Little humans are a special kind of mind fuck. We have one at home currently. He’s not an infant. He’s not a toddler. He believes he has some kind of master insight and reason about the world and he is totally wrong. But it doesn’t change how he feels. He feels massive injustices are being done to him on a daily basis. (Nope, you can’t watch TV. Nope, we aren’t going to wear the same shirt for 16 days. It’s growing mold. Nope, you’re not allowed to take that in the car.)

But he’s also beginning to experience real emotions that we can’t control. Exclusion. Loneliness. Uncertainty. Jealously. Emotions that even now, as adults, we don’t fully understand. He wants to know why someone said something hurtful or why someone wouldn’t play with him. As a parent, your first reaction is to light the school on fire or hunt down the 3-year-old that hurt their feelings. But you have to take a step back. You have to understand that human emotions are complicated and necessary.
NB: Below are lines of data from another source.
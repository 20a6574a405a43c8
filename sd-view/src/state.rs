// SPDX-License-Identifier: AGPL-3.0-or-later
//! View state

use sd_core::{FileEntry, StorageStats};
use serde::Serialize;

/// Everything a file listing renders from
#[derive(Debug, Clone, Default, PartialEq, Serialize)]
pub struct ViewState {
    pub entries: Vec<FileEntry>,
    /// Server-side match count for the applied query, across all pages
    pub total: u64,
    pub loading: bool,
    pub uploading: bool,
    pub stats: StorageStats,
    /// Row whose action menu is open. Not revalidated after a refresh.
    pub selected_menu_id: Option<String>,
}

impl ViewState {
    pub fn entry(&self, object_id: &str) -> Option<&FileEntry> {
        self.entries.iter().find(|e| e.object_id == object_id)
    }

    pub fn contains(&self, object_id: &str) -> bool {
        self.entry(object_id).is_some()
    }

    pub fn selected_entry(&self) -> Option<&FileEntry> {
        self.selected_menu_id.as_deref().and_then(|id| self.entry(id))
    }

    pub fn is_empty(&self) -> bool {
        self.entries.is_empty()
    }
}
And if you don’t allow them to feel these things, to try to work through them, they will become emotionally stunted fuck heads when they are older.

The world is moving a lot faster than it did when I was a kid. We could blame it on technology, but that wouldn’t tell the whole story. It’s just a different world. It’s more connected, while simultaneously being completely disconnected. We have more access than ever, but things also seem strangely inaccessible. Kids are shepherded out of childhood more quickly to give them more time to be adults. More time to excel and be accomplished grown ups. As a parent, I can’t help but feel like that’s misguided. If there is anything about my life I wish I could have extended, it would be my childhood. It would be those years before boys and college– and certainly my twenties– when long, hot days were spent cellphone-free at the pool, ordering chicken fingers and playing Marco Polo. It’s easy to idealize our memories, but I don’t think I’m crazy to believe that the less I knew, the easier it was to be happy.
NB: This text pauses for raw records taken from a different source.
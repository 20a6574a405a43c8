// SPDX-License-Identifier: AGPL-3.0-or-later
//! File view-model
//!
//! Overlapping refreshes are not cancelled. Each one takes a token when it
//! is issued and only the most recently issued refresh may replace the
//! listing; older responses are dropped when they arrive. The listing
//! therefore always shows the result of exactly one refresh.
//!
//! The query that produced the listing is stored with it, so paging and
//! reloads start from what is on screen rather than from a refresh that
//! may have failed.

use chrono::{DateTime, Utc};
use parking_lot::Mutex;
use sd_core::{
    config::DisplayConfig, entry::map_records, CreatedObject, DeleteConfirmation, DriveResult,
    FileEntry, ListQuery, ObjectStore, UploadFile,
};
use std::sync::Arc;

use crate::guard::{LoadingGuard, UploadGuard};
use crate::state::ViewState;

/// Source of "now" for relative timestamps
pub type Clock = Arc<dyn Fn() -> DateTime<Utc> + Send + Sync>;

/// What a completed refresh did to the view
#[derive(Debug, Clone, Copy, PartialEq, Eq)]
pub enum RefreshOutcome {
    /// The listing and stats were replaced
    Applied,
    /// A newer refresh was issued meanwhile; this response was dropped
    Superseded,
}

pub(crate) struct Inner {
    pub(crate) state: ViewState,
    pub(crate) refreshes_in_flight: usize,
    /// Query of the refresh whose result is shown
    applied_query: ListQuery,
    /// Token of the most recently issued refresh
    issued: u64,
}

pub struct FileViewModel {
    store: Arc<dyn ObjectStore>,
    inner: Mutex<Inner>,
    display: DisplayConfig,
    clock: Clock,
}

impl FileViewModel {
    pub fn new(store: Arc<dyn ObjectStore>) -> Self {
        Self::with_display(store, DisplayConfig::default())
    }

    pub fn with_display(store: Arc<dyn ObjectStore>, display: DisplayConfig) -> Self {
        Self {
            store,
            inner: Mutex::new(Inner {
                state: ViewState::default(),
                refreshes_in_flight: 0,
                applied_query: ListQuery::default(),
                issued: 0,
            }),
            display,
            clock: Arc::new(Utc::now),
        }
    }

    pub fn with_clock(mut self, clock: Clock) -> Self {
        self.clock = clock;
        self
    }

    /// Copy of the current state
    pub fn snapshot(&self) -> ViewState {
        self.inner.lock().state.clone()
    }

    pub fn current_query(&self) -> ListQuery {
        self.inner.lock().applied_query.clone()
    }

    pub fn selected_entry(&self) -> Option<FileEntry> {
        self.inner.lock().state.selected_entry().cloned()
    }

    pub fn download_url(&self, object_id: &str) -> String {
        self.store.download_url(object_id)
    }

    /// Fetch the listing for `query` together with storage stats and replace
    /// both at once. On any failure the previous listing stays in place.
    pub async fn refresh(&self, query: ListQuery) -> DriveResult<RefreshOutcome> {
        let token = {
            let mut inner = self.inner.lock();
            inner.issued += 1;
            inner.issued
        };
        let _loading = LoadingGuard::acquire(&self.inner);

        let (listing, stats) =
            tokio::join!(self.store.list_files(&query), self.store.storage_stats());
        let listing = listing?;
        let stats = stats?;
        let entries = map_records(&listing.items, (self.clock)(), &self.display.date_format)?;

        let mut inner = self.inner.lock();
        if inner.issued != token {
            tracing::debug!(token, latest = inner.issued, "dropping superseded refresh");
            return Ok(RefreshOutcome::Superseded);
        }
        inner.state.entries = entries;
        inner.state.total = listing.total;
        inner.state.stats = stats;
        inner.applied_query = query;
        Ok(RefreshOutcome::Applied)
    }

    /// Refresh with the query of the listing currently shown
    pub async fn reload(&self) -> DriveResult<RefreshOutcome> {
        let query = self.current_query();
        self.refresh(query).await
    }

    /// Move to the next page if the applied total says there is one
    pub async fn next_page(&self) -> DriveResult<Option<RefreshOutcome>> {
        let (query, total) = {
            let inner = self.inner.lock();
            (inner.applied_query.clone(), inner.state.total)
        };
        let limit = query.limit.unwrap_or(self.display.page_size);
        let offset = query.offset.unwrap_or(0);
        if offset.saturating_add(limit) >= total {
            return Ok(None);
        }
        self.refresh(query.limit(limit).offset(offset + limit))
            .await
            .map(Some)
    }

    pub async fn previous_page(&self) -> DriveResult<Option<RefreshOutcome>> {
        let query = self.current_query();
        let limit = query.limit.unwrap_or(self.display.page_size);
        let offset = query.offset.unwrap_or(0);
        if offset == 0 {
            return Ok(None);
        }
        self.refresh(query.limit(limit).offset(offset.saturating_sub(limit)))
            .await
            .map(Some)
    }

    /// Upload a file, then reconcile the listing with a refresh.
    ///
    /// Fails with `Busy` without touching the network if another upload is
    /// still outstanding. Once the server has stored the file the created
    /// object is returned even if the reconciling refresh fails.
    pub async fn upload(
        &self,
        file: UploadFile,
        folder: Option<&str>,
        logical_name: Option<&str>,
    ) -> DriveResult<CreatedObject> {
        let created = {
            let _uploading = UploadGuard::try_acquire(&self.inner)?;
            self.store.upload_file(file, folder, logical_name).await?
        };
        tracing::info!(object_id = %created.object_id, name = %created.name, "uploaded");

        if let Err(e) = self.reload().await {
            tracing::warn!(
                object_id = %created.object_id,
                error = %e,
                "listing not reconciled after upload"
            );
        }
        Ok(created)
    }

    /// Delete an object and drop its row once the server confirms
    pub async fn remove(&self, object_id: &str) -> DriveResult<DeleteConfirmation> {
        let confirmation = self.store.delete_file(object_id).await?;
        tracing::info!(object_id, "deleted");

        let mut inner = self.inner.lock();
        let before = inner.state.entries.len();
        inner.state.entries.retain(|e| e.object_id != object_id);
        if inner.state.entries.len() < before {
            inner.state.total = inner.state.total.saturating_sub(1);
        }
        if inner.state.selected_menu_id.as_deref() == Some(object_id) {
            inner.state.selected_menu_id = None;
        }
        Ok(confirmation)
    }

    /// Open the action menu for `object_id`, or close it if it is already
    /// open. Ids not in the listing are ignored. Returns the open menu.
    pub fn toggle_menu(&self, object_id: &str) -> Option<String> {
        let mut inner = self.inner.lock();
        let state = &mut inner.state;
        if state.selected_menu_id.as_deref() == Some(object_id) {
            state.selected_menu_id = None;
        } else if state.contains(object_id) {
            state.selected_menu_id = Some(object_id.to_string());
        } else {
            tracing::debug!(object_id, "menu toggle for unknown entry ignored");
        }
        state.selected_menu_id.clone()
    }

    pub fn close_menu(&self) {
        self.inner.lock().state.selected_menu_id = None;
    }
}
There’s not a Buy Buy Baby for these years. There’s no registry list for those years when the things you tell your children impact the way they see the world, or the kinds of humans they start to become. These days, I laugh at the tough choices we made between the UppaBaby and whatever the other option was. Because how I pushed my child around the city seems a much easier choice than how I teach my child not to push others. Curating a nursery, though necessary and fun, seems to have overshadowed the time when my husband and I should have talked through the kind of human we wanted to raise and our plan and path to get there.

How do you raise a good human? Or can you? I don’t know. When you drop them off, move them in, or give them away, how will you ever know that you’ve made the right choices or shown them the right things? How can you be sure that they will go forth with confidence, humility, and a sense of what is right and wrong?

Maybe you can’t. But it’s worth trying.

 

4 thoughts on “Notes from the Underground

  1. The answer is ……….. most of us are never content in the moment. That’s why we look back with regret (“I didn’t spend enough time with my kids”) or dream about a perfect future. Carpe Diem!

  2. I enjoyed your thoughtful insight. There are no magic wands in this world to make it perfect for our kids, so we try our best.